# [INSTRUCTIONS FOR THE TASK]
A single number is the answer: the count of lines in the records that hold the word "false".

# [LISTED RECORDS]
%%

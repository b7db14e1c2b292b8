//! Netscape bookmark HTML, the interchange format browsers use for
//! bookmark import and export.

pub mod export;
pub mod import;

pub use export::{escape_text, export_file_name, export_html, write_export, ExportOptions};
pub use import::{parse_bookmarks, resolve_href, ImportOptions};
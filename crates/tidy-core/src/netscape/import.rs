//! Flattening import of Netscape bookmark HTML.
//!
//! Browsers write folders as `<DT><H3>` headings followed by nested `<DL>`
//! lists, and rarely close their `<DT>` and `<p>` tags. The file is parsed as
//! ordinary (tolerant) HTML and only the anchors are read: every `<a>` in
//! document order becomes one bookmark. Folder structure in the input is
//! ignored.

use lazy_static::lazy_static;
use scraper::{ElementRef, Html, Selector};
use url::Url;

use crate::model::Bookmark;

lazy_static! {
    static ref ANCHOR: Selector = Selector::parse("a").unwrap();
}

/// Options for reading a bookmarks file
#[derive(Debug, Clone, PartialEq)]
pub struct ImportOptions {
    /// Title for anchors with no text
    pub fallback_title: String,
    /// Base for relative hrefs; relative hrefs are kept as written without one
    pub base_url: Option<Url>,
}

impl Default for ImportOptions {
    fn default() -> Self {
        Self {
            fallback_title: "untitled".to_string(),
            base_url: None,
        }
    }
}

/// Extract every anchor from a bookmarks file.
///
/// Never fails: malformed markup is repaired by the HTML parser, and a file
/// without anchors yields an empty list.
pub fn parse_bookmarks(html: &str, options: &ImportOptions) -> Vec<Bookmark> {
    let document = Html::parse_document(html);
    document
        .select(&ANCHOR)
        .map(|anchor| anchor_to_bookmark(anchor, options))
        .collect()
}

fn anchor_to_bookmark(anchor: ElementRef<'_>, options: &ImportOptions) -> Bookmark {
    let text: String = anchor.text().collect();
    let title = match text.trim() {
        "" => options.fallback_title.clone(),
        t => t.to_string(),
    };
    let url = anchor
        .value()
        .attr("href")
        .map(|href| resolve_href(href, options.base_url.as_ref()))
        .unwrap_or_default();
    Bookmark::new(title, url)
}

/// Resolve an href to an absolute URL.
///
/// Absolute hrefs are returned as written (trimmed), not normalized, so an
/// export reproduces the original text.
pub fn resolve_href(href: &str, base: Option<&Url>) -> String {
    let href = href.trim();
    match Url::parse(href) {
        Ok(_) => href.to_string(),
        Err(url::ParseError::RelativeUrlWithoutBase) => base
            .and_then(|b| b.join(href).ok())
            .map(|u| u.to_string())
            .unwrap_or_else(|| href.to_string()),
        Err(_) => href.to_string(),
    }
}
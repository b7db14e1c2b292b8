//! Netscape bookmark HTML export

use std::path::{Path, PathBuf};

use chrono::NaiveDate;

use crate::error::Result;
use crate::model::Bookmark;
use crate::store::Store;

const HEADER: &str = "<!DOCTYPE NETSCAPE-Bookmark-file-1>
<META HTTP-EQUIV=\"Content-Type\" CONTENT=\"text/html; charset=UTF-8\">
<TITLE>Bookmarks</TITLE>
<H1>Bookmarks</H1>
<DL><p>
";

const FOOTER: &str = "</DL><p>\n";

/// Options for export
#[derive(Debug, Clone, Default, PartialEq, Eq)]
pub struct ExportOptions {
    /// Write unfiled bookmarks as top-level entries after the folders
    pub include_unorganized: bool,
}

/// Serialize the store's folders as a Netscape bookmarks file.
///
/// Folders and their children are written in stored order. The unorganized
/// pool is left out unless `include_unorganized` is set.
pub fn export_html(store: &Store, options: &ExportOptions) -> String {
    let mut html = String::from(HEADER);

    for folder in store.folders() {
        html.push_str(&format!(
            "  <DT><H3 ADD_DATE=\"0\">{}</H3>\n",
            escape_text(&folder.title)
        ));
        html.push_str("  <DL><p>\n");
        for bookmark in &folder.children {
            push_anchor(&mut html, "    ", bookmark);
        }
        html.push_str("  </DL><p>\n");
    }

    if options.include_unorganized {
        for bookmark in store.unorganized() {
            push_anchor(&mut html, "  ", bookmark);
        }
    }

    html.push_str(FOOTER);
    html
}

fn push_anchor(html: &mut String, indent: &str, bookmark: &Bookmark) {
    html.push_str(&format!(
        "{}<DT><A HREF=\"{}\" ADD_DATE=\"0\">{}</A>\n",
        indent,
        escape_text(&bookmark.url),
        escape_text(&bookmark.title)
    ));
}

/// Escape text for element content and double-quoted attributes.
pub fn escape_text(s: &str) -> String {
    let mut out = String::with_capacity(s.len());
    for c in s.chars() {
        match c {
            '&' => out.push_str("&amp;"),
            '<' => out.push_str("&lt;"),
            '>' => out.push_str("&gt;"),
            '"' => out.push_str("&quot;"),
            _ => out.push(c),
        }
    }
    out
}

/// File name for an export made on `date`, e.g.
/// `organized_bookmarks_2024-03-09.html`.
pub fn export_file_name(date: NaiveDate) -> String {
    format!("organized_bookmarks_{}.html", date.format("%Y-%m-%d"))
}

/// Write an export into `dir` and return the path written.
pub fn write_export(
    store: &Store,
    options: &ExportOptions,
    dir: &Path,
    date: NaiveDate,
) -> Result<PathBuf> {
    let path = dir.join(export_file_name(date));
    std::fs::write(&path, export_html(store, options))?;
    tracing::info!(path = %path.display(), folders = store.folders().len(), "wrote bookmark export");
    Ok(path)
}
//! bookmark-tidy - sort exported browser bookmarks into folders
//!
//! `organize` opens the terminal organizer, `list` prints what a bookmarks
//! file contains, `feed` prints the posts of an RSS feed.

mod app;
mod keybindings;
mod logging;
mod mode;
mod settings;

use std::io;
use std::path::{Path, PathBuf};

use clap::{Parser, Subcommand};
use crossterm::{
    event::{self, Event, KeyEventKind},
    execute,
    terminal::{disable_raw_mode, enable_raw_mode, EnterAlternateScreen, LeaveAlternateScreen},
};
use ratatui::{backend::CrosstermBackend, Terminal};
use tidy_core::{Command, Organizer, Outcome};
use tidy_feed::{error_message, render_posts_html, render_posts_text, FeedReader};

use app::App;
use settings::AppSettings;

/// Sort exported browser bookmarks into folders.
#[derive(Parser)]
#[command(name = "bookmark-tidy")]
#[command(about = "Sort exported browser bookmarks into folders")]
#[command(version)]
struct Cli {
    /// Settings file (default: <config dir>/bookmark-tidy/config.toml)
    #[arg(long, global = true)]
    config: Option<PathBuf>,

    #[command(subcommand)]
    command: Commands,
}

#[derive(Subcommand)]
enum Commands {
    /// Import a bookmarks file and open the terminal organizer
    Organize {
        /// Netscape bookmark HTML exported from a browser
        file: PathBuf,
    },

    /// Import a bookmarks file and print the flattened bookmarks
    List {
        /// Netscape bookmark HTML exported from a browser
        file: PathBuf,

        /// Print the store as JSON
        #[arg(long)]
        json: bool,
    },

    /// Fetch a feed and print its posts
    Feed {
        /// Feed url (overrides the settings file)
        #[arg(long)]
        url: Option<String>,

        /// Print HTML instead of plain text
        #[arg(long)]
        html: bool,
    },
}

fn main() -> Result<(), Box<dyn std::error::Error>> {
    let cli = Cli::parse();
    let settings = AppSettings::load(cli.config.as_deref())?;
    logging::init(&settings.log, matches!(cli.command, Commands::Organize { .. }))
        .map_err(|e| -> Box<dyn std::error::Error> { e })?;

    match cli.command {
        Commands::Organize { file } => organize(&settings, &file),
        Commands::List { file, json } => list(&settings, &file, json),
        Commands::Feed { url, html } => feed(&settings, url, html),
    }
}

fn import(settings: &AppSettings, file: &Path) -> Result<(Organizer, Outcome), Box<dyn std::error::Error>> {
    let html = std::fs::read_to_string(file)?;
    let mut organizer = Organizer::new(settings.organizer.clone());
    let outcome = organizer.execute(Command::Import { html });
    Ok((organizer, outcome))
}

fn organize(settings: &AppSettings, file: &Path) -> Result<(), Box<dyn std::error::Error>> {
    let (organizer, outcome) = import(settings, file)?;
    tracing::info!(file = %file.display(), "opening organizer");
    let mut app = App::new(organizer, settings.export_dir.clone());
    if let Outcome::Imported(summary) = outcome {
        app.status_message = Some(format!(
            "Imported {} bookmarks from {}",
            summary.imported,
            file.display()
        ));
    }

    // Setup terminal
    enable_raw_mode()?;
    let mut stdout = io::stdout();
    execute!(stdout, EnterAlternateScreen)?;
    let backend = CrosstermBackend::new(stdout);
    let mut terminal = Terminal::new(backend)?;

    let res = run_app(&mut terminal, &mut app);

    // Restore terminal
    disable_raw_mode()?;
    execute!(terminal.backend_mut(), LeaveAlternateScreen)?;
    terminal.show_cursor()?;

    res?;
    Ok(())
}

fn run_app<B: ratatui::backend::Backend>(
    terminal: &mut Terminal<B>,
    app: &mut App,
) -> io::Result<()> {
    loop {
        terminal.draw(|f| app.render(f))?;

        if let Event::Key(key) = event::read()? {
            if key.kind == KeyEventKind::Press && app.handle_key(key.code, key.modifiers) {
                return Ok(());
            }
        }
    }
}

fn list(settings: &AppSettings, file: &Path, json: bool) -> Result<(), Box<dyn std::error::Error>> {
    let (organizer, _) = import(settings, file)?;
    let store = organizer.store();

    if json {
        println!("{}", serde_json::to_string_pretty(store)?);
    } else {
        for bookmark in store.unorganized() {
            println!("{}\t{}", bookmark.title, bookmark.url);
        }
    }
    Ok(())
}

fn feed(settings: &AppSettings, url: Option<String>, html: bool) -> Result<(), Box<dyn std::error::Error>> {
    let mut config = settings.feed.clone();
    if let Some(url) = url {
        config.url = url;
    }

    tracing::debug!(url = %config.url, "loading feed");
    let runtime = tokio::runtime::Builder::new_current_thread()
        .enable_all()
        .build()?;
    let result = runtime.block_on(async {
        let reader = FeedReader::new(config)?;
        reader.load().await
    });

    match result {
        Ok(posts) if html => print!("{}", render_posts_html(&posts)),
        Ok(posts) => print!("{}", render_posts_text(&posts)),
        Err(err) => {
            eprintln!("{}", error_message(&err));
            std::process::exit(1);
        }
    }
    Ok(())
}
//! Keys captured by a background hook travel through the key queue to the
//! toolkit and end up driving emulated buttons.

use padbridge::backends::keyboard::KeyboardDriver;
use padbridge::hook::{VK_RETURN, VK_UP};
use padbridge::{
    Button, ButtonSet, EventFilter, EventPriority, InputController, InputEvent, InputEventBus,
    InputListener, Key, KeyEvent, SlotAllocator,
};

struct Accept;
impl InputListener for Accept {
    fn on_input(&mut self, _: &InputEvent) -> bool {
        true
    }
}

fn delivered_keys(bus: &mut InputEventBus) -> Vec<KeyEvent> {
    bus.take_history()
        .into_iter()
        .filter_map(|d| match d.event {
            InputEvent::Key(k) => Some(k),
            _ => None,
        })
        .collect()
}

#[test]
fn hooked_keys_reach_the_top_level_and_drive_buttons() {
    let slots = SlotAllocator::new();
    let mut bus = InputEventBus::new();
    let window = bus.add_listener(Accept, EventFilter::KeysOnly, None);
    let other = bus.add_listener(Accept, EventFilter::All, None);
    bus.set_focus(Some(other));

    let mut c = InputController::new(&slots, Some(window));
    c.add_input_driver(KeyboardDriver::new());

    let sender = c.key_sender();
    std::thread::spawn(move || {
        assert!(sender.enqueue_virtual_key(VK_UP, true));
        assert!(sender.enqueue_virtual_key(VK_RETURN, true));
        assert!(!sender.enqueue_virtual_key(0x70, true));
        assert!(sender.enqueue_virtual_key(VK_UP, false));
    })
    .join()
    .unwrap();

    assert_eq!(c.pump_key_events(&mut bus), 3);
    assert!(bus
        .history()
        .iter()
        .all(|d| d.target == window && d.priority == EventPriority::Normal));

    for event in delivered_keys(&mut bus) {
        c.handle_key_event(&event);
    }
    assert_eq!(c.keyboard_buttons(), ButtonSet::from(Button::Start));
    assert_eq!(c.pump_key_events(&mut bus), 0);
}

#[test]
fn without_a_top_level_keys_go_to_the_focus_widget() {
    let slots = SlotAllocator::new();
    let mut bus = InputEventBus::new();
    let focused = bus.add_listener(Accept, EventFilter::All, None);

    let mut c = InputController::new(&slots, None);
    c.key_sender().enqueue_key(Key::Z, true);

    // Nobody to deliver to: the event is dropped, not kept for later.
    assert_eq!(c.pump_key_events(&mut bus), 0);

    bus.set_focus(Some(focused));
    c.key_sender().enqueue_key(Key::Z, false);
    assert_eq!(c.pump_key_events(&mut bus), 1);
    assert_eq!(
        delivered_keys(&mut bus),
        vec![KeyEvent {
            key: Key::Z,
            pressed: false
        }]
    );

    c.set_top_level(Some(focused));
    assert_eq!(c.focus_parent(), Some(focused));
}

#[test]
fn native_filter_registration_is_idempotent() {
    let slots = SlotAllocator::new();
    let mut c = InputController::new(&slots, None);

    // A null window handle defers the OS registration.
    c.register_native_event_filter(0);
    c.register_native_event_filter(0);
    assert!(!c.native_event_filter(0, 0));

    c.unregister_native_event_filter();
    assert!(!c.has_native_event_filter());
    c.unregister_native_event_filter();
}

%%

# [ANSWER BELOW]
3